Interest rates

Euro hits two-year low on ECB interest rate caution

The euro hit a nearly two-year low this week as the European Central Bank stuck to its plans to taper economic stimulus while balancing record inflation with the economic impact of war. in Ukraine.

The common currency fell below $1.08 for the first time since May 2020 after the central bank’s monetary policy meeting on Thursday, and remained close to that level on Friday. The euro has lost almost 5% against the dollar so far this year, adding to a decline of 6.9% in 2021.

The ECB opted to leave interest rates unchanged as expected after its last policy meeting, but President Christine Lagarde noted that “downside risks to the growth outlook have increased significantly due to the war in Ukraine. “. Inflation will remain high in the coming months, mainly due to rising energy costs, she added.

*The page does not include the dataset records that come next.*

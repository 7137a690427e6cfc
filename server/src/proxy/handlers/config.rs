//! Setup diagnostics
//!
//! Reports which secrets are configured and the exact URLs to register with
//! Google. Secret values are never included.

use std::collections::BTreeMap;
use std::sync::Arc;

use serde::Serialize;
use tracing::info;
use warp::reply::Response;

use super::auth::build_auth_url;
use super::common::respond;
use crate::common::AppResult;
use crate::config::{SecretStatus, ServerConfig};
use crate::proxy::AppState;

#[derive(Debug, Serialize)]
pub struct SetupReport {
    pub environment: BTreeMap<&'static str, SecretStatus>,
    pub urls: SetupUrls,
    pub instructions: Vec<String>,
    pub timestamp: String,
}

#[derive(Debug, Serialize)]
#[serde(rename_all = "camelCase")]
pub struct SetupUrls {
    pub base_url: String,
    pub redirect_uri: String,
    #[serde(skip_serializing_if = "Option::is_none")]
    pub auth_url: Option<String>,
}

/// `GET /api/debug-setup`
pub async fn debug_setup(state: Arc<AppState>) -> Response {
    info!("Setup diagnostics requested");
    respond(setup_report(&state.config))
}

fn setup_report(config: &ServerConfig) -> AppResult<SetupReport> {
    let environment = config
        .secret_status()
        .into_iter()
        .map(|status| (status.name, status))
        .collect();

    let redirect_uri = config.redirect_uri();
    let urls = SetupUrls {
        base_url: config.base_url().to_string(),
        auth_url: build_auth_url(config).ok().map(|r| r.auth_url),
        redirect_uri: redirect_uri.clone(),
    };

    Ok(SetupReport {
        environment,
        urls,
        instructions: vec![
            format!(
                "1. Add {} as an authorized redirect URI in Google Cloud Console",
                redirect_uri
            ),
            "2. Visit authUrl in your browser to test the OAuth flow".to_string(),
            "3. Make sure your account is listed as a test user on the OAuth consent screen".to_string(),
        ],
        timestamp: chrono::Utc::now().to_rfc3339(),
    })
}

#[cfg(test)]
mod tests {
    use super::*;

    #[test]
    fn test_report_never_contains_secrets() {
        let config = ServerConfig::new("https://mail.example.com")
            .unwrap()
            .with_google_credentials(Some("cid-123".to_string()), Some("very-secret-value".to_string()))
            .with_openai(None, None);

        let report = serde_json::to_value(setup_report(&config).unwrap()).unwrap();
        let text = report.to_string();

        assert!(!text.contains("very-secret-value"));
        assert_eq!(report["environment"]["GOOGLE_CLIENT_SECRET"]["set"], true);
        assert_eq!(report["environment"]["GOOGLE_CLIENT_SECRET"]["length"], 17);
        assert_eq!(report["environment"]["OPENAI_API_KEY"]["set"], false);
        assert_eq!(report["urls"]["redirectUri"], "https://mail.example.com/api/token");
        assert!(report["urls"]["authUrl"].as_str().unwrap().contains("client_id=cid-123"));
        assert!(chrono::DateTime::parse_from_rfc3339(report["timestamp"].as_str().unwrap()).is_ok());
    }

    #[test]
    fn test_report_without_client_id_omits_auth_url() {
        let config = ServerConfig::new("http://localhost:3000").unwrap();
        let report = serde_json::to_value(setup_report(&config).unwrap()).unwrap();

        assert!(report["urls"].get("authUrl").is_none());
        assert_eq!(report["environment"]["GOOGLE_CLIENT_ID"]["set"], false);
    }
}
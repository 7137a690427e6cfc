//! Common Result Type

use super::error::AppError;

/// Result type returned by request handlers and the services they call.
pub type AppResult<T> = Result<T, AppError>;
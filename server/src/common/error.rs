//! Common Error Types
//!
//! Unified error handling with HTTP status mapping.

use std::fmt;

use inbox_assist_protocol::ErrorBody;
use warp::http::StatusCode;

/// Error categories surfaced to API callers.
#[derive(Debug, Clone, Copy, PartialEq, Eq)]
pub enum ErrorKind {
    /// Missing server secrets. The caller should render setup instructions.
    Configuration,
    /// Missing or malformed caller input.
    Validation,
    /// Bearer token expired or invalid; the user must sign in again.
    UpstreamAuth,
    /// Token lacks the scope for the operation.
    UpstreamPermission,
    /// AI response failed structural validation.
    UpstreamFormat,
    /// Any other non-2xx from a dependency.
    UpstreamGeneric,
    Internal,
}

impl ErrorKind {
    pub fn status(&self) -> StatusCode {
        match self {
            ErrorKind::Validation => StatusCode::BAD_REQUEST,
            ErrorKind::UpstreamAuth => StatusCode::UNAUTHORIZED,
            ErrorKind::UpstreamPermission => StatusCode::FORBIDDEN,
            ErrorKind::Configuration
            | ErrorKind::UpstreamFormat
            | ErrorKind::UpstreamGeneric
            | ErrorKind::Internal => StatusCode::INTERNAL_SERVER_ERROR,
        }
    }

    pub fn as_str(&self) -> &'static str {
        match self {
            ErrorKind::Configuration => "configuration",
            ErrorKind::Validation => "validation",
            ErrorKind::UpstreamAuth => "upstream_auth",
            ErrorKind::UpstreamPermission => "upstream_permission",
            ErrorKind::UpstreamFormat => "upstream_format",
            ErrorKind::UpstreamGeneric => "upstream_generic",
            ErrorKind::Internal => "internal",
        }
    }
}

/// Application error carried from services to the HTTP boundary.
///
/// `message` is the short category shown to users; `details` keeps the
/// dependency's own diagnostic.
#[derive(Debug)]
pub struct AppError {
    pub kind: ErrorKind,
    pub message: String,
    pub details: Option<String>,
    pub required: Option<Vec<String>>,
    pub missing: Option<Vec<String>>,
}

impl AppError {
    pub fn new(kind: ErrorKind, message: impl Into<String>) -> Self {
        Self {
            kind,
            message: message.into(),
            details: None,
            required: None,
            missing: None,
        }
    }

    pub fn with_details(mut self, details: impl Into<String>) -> Self {
        self.details = Some(details.into());
        self
    }

    pub fn configuration(message: impl Into<String>) -> Self {
        Self::new(ErrorKind::Configuration, message)
    }

    pub fn validation(message: impl Into<String>) -> Self {
        Self::new(ErrorKind::Validation, message)
    }

    /// Validation error listing every required field and the ones absent.
    pub fn missing_fields(required: &[&str], missing: Vec<String>) -> Self {
        let mut err = Self::validation("Missing required fields").with_details(format!(
            "Required: {}. Missing: {}",
            required.join(", "),
            missing.join(", ")
        ));
        err.required = Some(required.iter().map(|f| f.to_string()).collect());
        err.missing = Some(missing);
        err
    }

    pub fn upstream_auth(message: impl Into<String>) -> Self {
        Self::new(ErrorKind::UpstreamAuth, message)
    }

    pub fn upstream_permission(message: impl Into<String>) -> Self {
        Self::new(ErrorKind::UpstreamPermission, message)
    }

    pub fn upstream_format(message: impl Into<String>) -> Self {
        Self::new(ErrorKind::UpstreamFormat, message)
    }

    pub fn upstream_generic(message: impl Into<String>) -> Self {
        Self::new(ErrorKind::UpstreamGeneric, message)
    }

    pub fn internal(message: impl Into<String>) -> Self {
        Self::new(ErrorKind::Internal, message)
    }

    pub fn status(&self) -> StatusCode {
        self.kind.status()
    }

    /// JSON body sent to the caller.
    pub fn to_body(&self) -> ErrorBody {
        ErrorBody {
            error: self.message.clone(),
            details: self.details.clone(),
            setup_required: (self.kind == ErrorKind::Configuration).then_some(true),
            required: self.required.clone(),
            missing: self.missing.clone(),
        }
    }
}

impl fmt::Display for AppError {
    fn fmt(&self, f: &mut fmt::Formatter<'_>) -> fmt::Result {
        match &self.details {
            Some(details) => write!(f, "[{}] {}: {}", self.kind.as_str(), self.message, details),
            None => write!(f, "[{}] {}", self.kind.as_str(), self.message),
        }
    }
}

impl std::error::Error for AppError {}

Carsten Brzeski, head of macroeconomics at ING Research, blamed the currency’s decline on investors who have “get ahead” in recent weeks, expecting eight interest rate hikes by the end of the month. 2023.

“Lagarde’s comments. . . confirmed the rather gradual process of normalization,” he said.

The central bank said economic data released since its last meeting “reinforces its expectations” that its asset purchase program (APP) will end in the third quarter of the year.

Despite this, Frederik Ducrozet, strategist at Pictet Wealth Management, said the currency’s decline was due to the lack of a “strong hint or firm commitment” from Lagarde that the APP would end in June. . “It’s a reaction to the positioning of the markets ahead of the conference,” he said.

Inflation in the Eurozone has increased over the past year, with price growth reaching 7.5% last month. The US Federal Reserve and the Bank of England have already started raising interest rates in an attempt to dampen the intense price increases, but the ECB has indicated that it must first halt its bond purchases before increase borrowing costs.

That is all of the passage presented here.